The Politics of Personality: Horace Greeley

This post originally appeared May 20, 2008
The Liberal Republican Party—a heterogeneous group of reformers and old-line politicians brought together out of disgust for the cronyism and incompetence of Ulysses S. Grant’s Republican administration, assembled at Cincinnati on May 1, 1872, to select its presidential candidate. Chosen after the sixth ballot—to the surprise of many and the amusement of some—was Horace Greeley (1811–1872), editor of the influential New York Tribune, whose weekly edition was read throughout the country. Meeting at Baltimore in July, the Democrats, in the spirit of “Anything to Beat Grant,” moved to endorse Greeley, the man who had been vehemently attacking them for the last forty years.
Confident of his moral superiority, Greeley had long sought political office but had been successful only in filling an expired term in the House of Representatives. Pronounced Greely as he took to the hustings, “The money and office-holding power arrayed against us are fearfully formidable but we ought to win, so I guess we shall.”
Greeley was a man of vigorous opinions, which encompassed antislavery, westward expansion, free homesteading, agricultural improvement, high tariffs, reconciliation between North and South, temperance, vegetarianism, spiritualism, utopian socialism, and virtually every fad that came down the pike. “Uncle Horace” was eccentric, erratic, irascible, impulsive, often foolish, and sometimes “downright wrong-headed.” Dismayed by the nomination, the liberal journal The Nation editorialized that Greeley lacked what Napoleon called “Three o’clock in the morning courage”; he did not fit the image of the brave man “who roused from deep sleep, goes swiftly into the fight with nerves unshaken and every faculty on the alert.”

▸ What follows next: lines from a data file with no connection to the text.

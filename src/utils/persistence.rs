//! Filesystem-backed JSON persistence for ledgers and their backups.

use std::{
    cmp::Reverse,
    fs,
    path::{Path, PathBuf},
};

use chrono::{NaiveDateTime, Utc};

use crate::{domain::ledger::Ledger, errors::LedgerError};

const LEDGER_EXTENSION: &str = "json";
const BACKUP_SUFFIX: &str = "json.bak";
const BACKUP_TIMESTAMP_FORMAT: &str = "%Y%m%d_%H%M%S";
const DEFAULT_RETENTION: usize = 5;

/// A backup snapshot of a named ledger.
#[derive(Debug, Clone)]
pub struct BackupInfo {
    pub id: String,
    pub created_at: Option<NaiveDateTime>,
    pub path: PathBuf,
}

/// Stores named ledgers as pretty-printed JSON under a data directory,
/// writing atomically and keeping a bounded set of timestamped backups.
pub struct LedgerStore {
    ledgers_dir: PathBuf,
    backups_dir: PathBuf,
    retention: usize,
}

impl LedgerStore {
    /// Opens (creating if needed) a store rooted at `data_dir`, defaulting to
    /// the platform data directory. `retention` bounds backups per ledger.
    pub fn new(data_dir: Option<PathBuf>, retention: Option<usize>) -> Result<Self, LedgerError> {
        let root = match data_dir {
            Some(dir) => dir,
            None => dirs::data_dir()
                .ok_or_else(|| {
                    LedgerError::Persistence("unable to determine platform data directory".into())
                })?
                .join("trade_ledger"),
        };
        let ledgers_dir = root.join("ledgers");
        let backups_dir = root.join("backups");
        fs::create_dir_all(&ledgers_dir)?;
        fs::create_dir_all(&backups_dir)?;
        Ok(Self {
            ledgers_dir,
            backups_dir,
            retention: retention.unwrap_or(DEFAULT_RETENTION).max(1),
        })
    }

    pub fn ledger_path(&self, name: &str) -> PathBuf {
        self.ledgers_dir
            .join(format!("{}.{}", canonical_name(name), LEDGER_EXTENSION))
    }

    /// Saves the ledger under `name`, backing up any existing file first.
    pub fn save_named(&self, ledger: &mut Ledger, name: &str) -> Result<PathBuf, LedgerError> {
        let path = self.ledger_path(name);
        self.save_to_path(ledger, &path)?;
        Ok(path)
    }

    /// Saves the ledger to an explicit path. Files inside the store's ledger
    /// directory still get a backup before being overwritten.
    pub fn save_to_path(&self, ledger: &mut Ledger, path: &Path) -> Result<(), LedgerError> {
        if path.starts_with(&self.ledgers_dir) && path.exists() {
            if let Some(stem) = path.file_stem().and_then(|stem| stem.to_str()) {
                self.backup_existing_file(stem, path)?;
            }
        }
        ledger.touch();
        let json = serde_json::to_string_pretty(ledger)?;
        write_atomic(path, &json)?;
        tracing::debug!(path = %path.display(), "ledger saved");
        Ok(())
    }

    pub fn load_named(&self, name: &str) -> Result<Ledger, LedgerError> {
        self.load_from_path(&self.ledger_path(name))
    }

    pub fn load_from_path(&self, path: &Path) -> Result<Ledger, LedgerError> {
        let data = fs::read_to_string(path)?;
        Ok(serde_json::from_str(&data)?)
    }

    /// Names of all ledgers currently stored, sorted.
    pub fn list_ledgers(&self) -> Result<Vec<String>, LedgerError> {
        let mut names = Vec::new();
        for entry in fs::read_dir(&self.ledgers_dir)? {
            let path = entry?.path();
            if !path.is_file() {
                continue;
            }
            if path.extension().and_then(|ext| ext.to_str()) != Some(LEDGER_EXTENSION) {
                continue;
            }
            if let Some(stem) = path.file_stem().and_then(|stem| stem.to_str()) {
                names.push(stem.to_string());
            }
        }
        names.sort();
        Ok(names)
    }

    /// Takes an explicit backup of the named ledger's current file.
    pub fn backup_named(&self, name: &str) -> Result<PathBuf, LedgerError> {
        let path = self.ledger_path(name);
        if !path.exists() {
            return Err(LedgerError::Persistence(format!(
                "ledger {name} has no saved file to back up"
            )));
        }
        self.backup_existing_file(&canonical_name(name), &path)?;
        let newest = self
            .list_backups(name)?
            .into_iter()
            .next()
            .ok_or_else(|| LedgerError::Persistence("backup file missing after copy".into()))?;
        Ok(newest.path)
    }

    /// Backups for `name`, newest first.
    pub fn list_backups(&self, name: &str) -> Result<Vec<BackupInfo>, LedgerError> {
        let dir = self.backup_dir(&canonical_name(name));
        if !dir.exists() {
            return Ok(Vec::new());
        }
        let mut backups = Vec::new();
        for entry in fs::read_dir(&dir)? {
            let path = entry?.path();
            let Some(file_name) = path.file_name().and_then(|n| n.to_str()) else {
                continue;
            };
            if !file_name.ends_with(BACKUP_SUFFIX) {
                continue;
            }
            backups.push(BackupInfo {
                id: file_name.to_string(),
                created_at: parse_backup_timestamp(file_name),
                path,
            });
        }
        backups.sort_by_key(|info| Reverse(info.id.clone()));
        Ok(backups)
    }

    /// Restores a backup over the named ledger's file.
    pub fn restore_backup(&self, name: &str, backup: &Path) -> Result<PathBuf, LedgerError> {
        if !backup.is_file() {
            return Err(LedgerError::Persistence(format!(
                "backup {} does not exist",
                backup.display()
            )));
        }
        let target = self.ledger_path(name);
        let contents = fs::read_to_string(backup)?;
        // Validate before overwriting the live file.
        let _: Ledger = serde_json::from_str(&contents)?;
        write_atomic(&target, &contents)?;
        tracing::info!(ledger = name, backup = %backup.display(), "backup restored");
        Ok(target)
    }

    fn backup_dir(&self, slug: &str) -> PathBuf {
        self.backups_dir.join(slug)
    }

    fn backup_existing_file(&self, slug: &str, path: &Path) -> Result<(), LedgerError> {
        if !path.exists() {
            return Ok(());
        }
        let dir = self.backup_dir(slug);
        fs::create_dir_all(&dir)?;
        let timestamp = Utc::now().format(BACKUP_TIMESTAMP_FORMAT).to_string();
        let backup_path = dir.join(format!("{slug}_{timestamp}.{BACKUP_SUFFIX}"));
        fs::copy(path, &backup_path)?;
        self.prune_backups(slug)?;
        Ok(())
    }

    fn prune_backups(&self, slug: &str) -> Result<(), LedgerError> {
        let entries = self.list_backups(slug)?;
        for entry in entries.into_iter().skip(self.retention) {
            let _ = fs::remove_file(entry.path);
        }
        Ok(())
    }
}

/// Writes the provided ledger to disk atomically by staging to a temporary file.
pub fn save_ledger_to_file(ledger: &Ledger, path: &Path) -> Result<(), LedgerError> {
    let json = serde_json::to_string_pretty(ledger)?;
    write_atomic(path, &json)
}

/// Loads a ledger snapshot from disk, returning structured errors on failure.
pub fn load_ledger_from_file(path: &Path) -> Result<Ledger, LedgerError> {
    let data = fs::read_to_string(path)?;
    Ok(serde_json::from_str(&data)?)
}

/// Writes via a sibling temp file and rename so a failed write never
/// corrupts the destination.
fn write_atomic(path: &Path, contents: &str) -> Result<(), LedgerError> {
    if let Some(parent) = path.parent() {
        fs::create_dir_all(parent)?;
    }
    let tmp = tmp_path(path);
    fs::write(&tmp, contents)?;
    fs::rename(&tmp, path)?;
    Ok(())
}

fn tmp_path(path: &Path) -> PathBuf {
    let ext = match path.extension().and_then(|ext| ext.to_str()) {
        Some(existing) => format!("{existing}.tmp"),
        None => String::from("tmp"),
    };
    path.with_extension(ext)
}

fn canonical_name(name: &str) -> String {
    name.trim()
        .to_lowercase()
        .chars()
        .map(|c| if c.is_whitespace() { '-' } else { c })
        .filter(|c| c.is_ascii_alphanumeric() || *c == '-' || *c == '_')
        .collect()
}

fn parse_backup_timestamp(file_name: &str) -> Option<NaiveDateTime> {
    let stem = file_name.strip_suffix(&format!(".{BACKUP_SUFFIX}"))?;
    // The timestamp is the fixed-width `%Y%m%d_%H%M%S` tail of the stem.
    let start = stem.len().checked_sub(15)?;
    NaiveDateTime::parse_from_str(stem.get(start..)?, BACKUP_TIMESTAMP_FORMAT).ok()
}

There was no question but that Greeley lent himself to ridicule. “He lays claim to greatness,” wrote a contemporary observer, “by wandering through the streets with a hat double the size of his head, a coat after the fashion of Jacob’s of old, with one leg of his pantaloons inside and the other outside of his boot.” A durable white coat was his particular trademark.

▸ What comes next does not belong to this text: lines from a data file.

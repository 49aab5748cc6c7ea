//! Dashboard aggregates built on the pure balance functions.

use chrono::NaiveDate;
use serde::{Deserialize, Serialize};

use crate::core::balance::{
    bank_cash_balance, filter_by_date_range, margin, platform_total, stock_balance, TradeField,
};
use crate::domain::common::Dated;
use crate::domain::ledger::{DateRange, Ledger};
use crate::domain::reference::ADJUSTMENT_BANK;

/// Net asset quantity held on one platform.
#[derive(Debug, Clone, Serialize, Deserialize, PartialEq)]
pub struct PlatformStock {
    pub platform: String,
    pub quantity: f64,
}

/// Net fiat amount held at one bank.
#[derive(Debug, Clone, Serialize, Deserialize, PartialEq)]
pub struct BankCash {
    pub bank: String,
    pub balance: f64,
}

/// Point-in-time dashboard over an optional date range. Stock rows cover
/// active platforms and cash rows active banks; totals and margin cover the
/// filtered sales/purchases books.
#[derive(Debug, Clone, Serialize, Deserialize, PartialEq)]
pub struct DashboardSummary {
    pub range: Option<DateRange>,
    pub stock: Vec<PlatformStock>,
    pub cash: Vec<BankCash>,
    pub sales_total: f64,
    pub purchases_total: f64,
    pub margin_percent: f64,
}

pub struct ReportService;

impl ReportService {
    /// Derives the dashboard for `ledger`, restricted to `range` when given.
    pub fn dashboard(ledger: &Ledger, range: Option<DateRange>) -> DashboardSummary {
        let sales = Self::windowed(&ledger.sales, range);
        let purchases = Self::windowed(&ledger.purchases, range);
        let transfers = Self::windowed(&ledger.transfers, range);
        let bank_transfers = Self::windowed(&ledger.bank_transfers, range);
        let expenses = Self::windowed(&ledger.expenses, range);

        let stock = ledger
            .platforms
            .iter()
            .filter(|platform| platform.is_active)
            .map(|platform| PlatformStock {
                platform: platform.name.clone(),
                quantity: stock_balance(&purchases, &sales, &transfers, &platform.name),
            })
            .collect();

        let cash = ledger
            .banks
            .iter()
            .filter(|bank| bank.is_active && bank.name != ADJUSTMENT_BANK)
            .map(|bank| BankCash {
                bank: bank.name.clone(),
                balance: bank_cash_balance(
                    &bank.name,
                    &sales,
                    &purchases,
                    &expenses,
                    &bank_transfers,
                ),
            })
            .collect();

        let sales_total: f64 = sales.iter().map(|entry| entry.total_price).sum();
        let purchases_total: f64 = purchases.iter().map(|entry| entry.total_price).sum();

        DashboardSummary {
            range,
            stock,
            cash,
            sales_total,
            purchases_total,
            margin_percent: margin(sales_total, purchases_total),
        }
    }

    /// Stock balance for a single platform over the whole ledger history.
    pub fn platform_stock(ledger: &Ledger, platform: &str) -> f64 {
        stock_balance(&ledger.purchases, &ledger.sales, &ledger.transfers, platform)
    }

    /// Cash balance for a single bank over the whole ledger history.
    pub fn bank_cash(ledger: &Ledger, bank: &str) -> f64 {
        bank_cash_balance(
            bank,
            &ledger.sales,
            &ledger.purchases,
            &ledger.expenses,
            &ledger.bank_transfers,
        )
    }

    /// Total traded volume (by total price) per platform in the sales book.
    pub fn platform_sales_volume(ledger: &Ledger, platform: &str) -> f64 {
        platform_total(&ledger.sales, platform, TradeField::TotalPrice)
    }

    fn windowed<T: Dated + Clone>(entries: &[T], range: Option<DateRange>) -> Vec<T> {
        let span = range.unwrap_or(DateRange {
            start: NaiveDate::MIN,
            end: NaiveDate::MAX,
        });
        filter_by_date_range(entries, span, range.is_some())
    }
}

#[cfg(test)]
mod tests {
    use super::*;
    use crate::domain::expense::{CashFlow, ExpenseEntry};
    use crate::domain::reference::{Bank, Platform};
    use crate::domain::trade::{TradeEntry, TradeKind};
    use crate::domain::transfer::TransferEntry;
    use chrono::{TimeZone, Utc};

    fn trade(platform: &str, bank: &str, quantity: f64, total_price: f64) -> TradeEntry {
        TradeEntry::new(
            "ORD",
            bank,
            platform,
            "USDT",
            "MYR",
            total_price,
            1.0,
            quantity,
            "counterparty",
            "desk",
        )
    }

    fn desk_ledger() -> Ledger {
        let mut ledger = Ledger::new("Desk");
        ledger.add_bank(Bank::new("Maybank"));
        ledger.add_platform(Platform::new("Binance"));
        ledger.add_platform(Platform::new("OKX"));
        ledger.add_trade(TradeKind::Purchase, trade("Binance", "Maybank", 10.0, 47.0));
        ledger.add_trade(TradeKind::Sale, trade("Binance", "Maybank", 3.0, 15.0));
        ledger.add_transfer(TransferEntry::new("Binance", "OKX", 2.0, "desk"));
        ledger.add_expense(ExpenseEntry::new("Maybank", 2.0, CashFlow::Expense, "desk"));
        ledger
    }

    #[test]
    fn dashboard_reports_per_platform_stock() {
        let summary = ReportService::dashboard(&desk_ledger(), None);
        let binance = summary
            .stock
            .iter()
            .find(|row| row.platform == "Binance")
            .unwrap();
        assert_eq!(binance.quantity, 5.0);
        let okx = summary.stock.iter().find(|row| row.platform == "OKX").unwrap();
        assert_eq!(okx.quantity, 2.0);
    }

    #[test]
    fn dashboard_reports_bank_cash_and_margin() {
        let summary = ReportService::dashboard(&desk_ledger(), None);
        let maybank = summary.cash.iter().find(|row| row.bank == "Maybank").unwrap();
        // 15 sales in, 47 purchases out, 2 expense.
        assert_eq!(maybank.balance, -34.0);
        assert_eq!(summary.sales_total, 15.0);
        assert_eq!(summary.purchases_total, 47.0);
        assert_eq!(summary.margin_percent, margin(15.0, 47.0));
    }

    #[test]
    fn inactive_platforms_are_excluded() {
        let mut ledger = desk_ledger();
        ledger.platforms[1].is_active = false;
        let summary = ReportService::dashboard(&ledger, None);
        assert!(summary.stock.iter().all(|row| row.platform != "OKX"));
    }

    #[test]
    fn range_restricts_the_books() {
        let mut ledger = desk_ledger();
        // Backdate the purchase so a current-month range excludes it.
        ledger.purchases[0].created_at = Utc.with_ymd_and_hms(2020, 1, 1, 0, 0, 0).unwrap();
        let today = Utc::now().date_naive();
        let range = DateRange::new(today, today).unwrap();
        let summary = ReportService::dashboard(&ledger, Some(range));
        assert_eq!(summary.purchases_total, 0.0);
        assert_eq!(summary.sales_total, 15.0);
    }
}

Early in the campaign, the brilliant cartoonist Thomas Nast satirized Greeley for the British humor magazine Vanity Fair. (The original watercolor drawing seen above came as a gift at the inception of America’s National Portrait Gallery from the National Portrait Gallery in London). Soon Nast, a great admirer of President Grant, became more hard-hitting—showing Greeley as an empty suit flapping in the breeze, as a monkey collecting votes from Tammany Hall, shaking hands with John Wilkes Booth over the grave of Abraham Lincoln, as a Confederate apologist.
Greeley was defeated in a landslide, carrying only six southern and border states. “I was the worst beaten man who ever ran for high office,” he wrote, “and have been assailed so bitterly that I hardly know whether I was running for President or the Penitentiary.” His wife had died six days before the election, and when he returned his beloved Tribune, he found his editorial power usurped by another. Greeley’s mind gave way, and he died insane before the electoral vote was counted.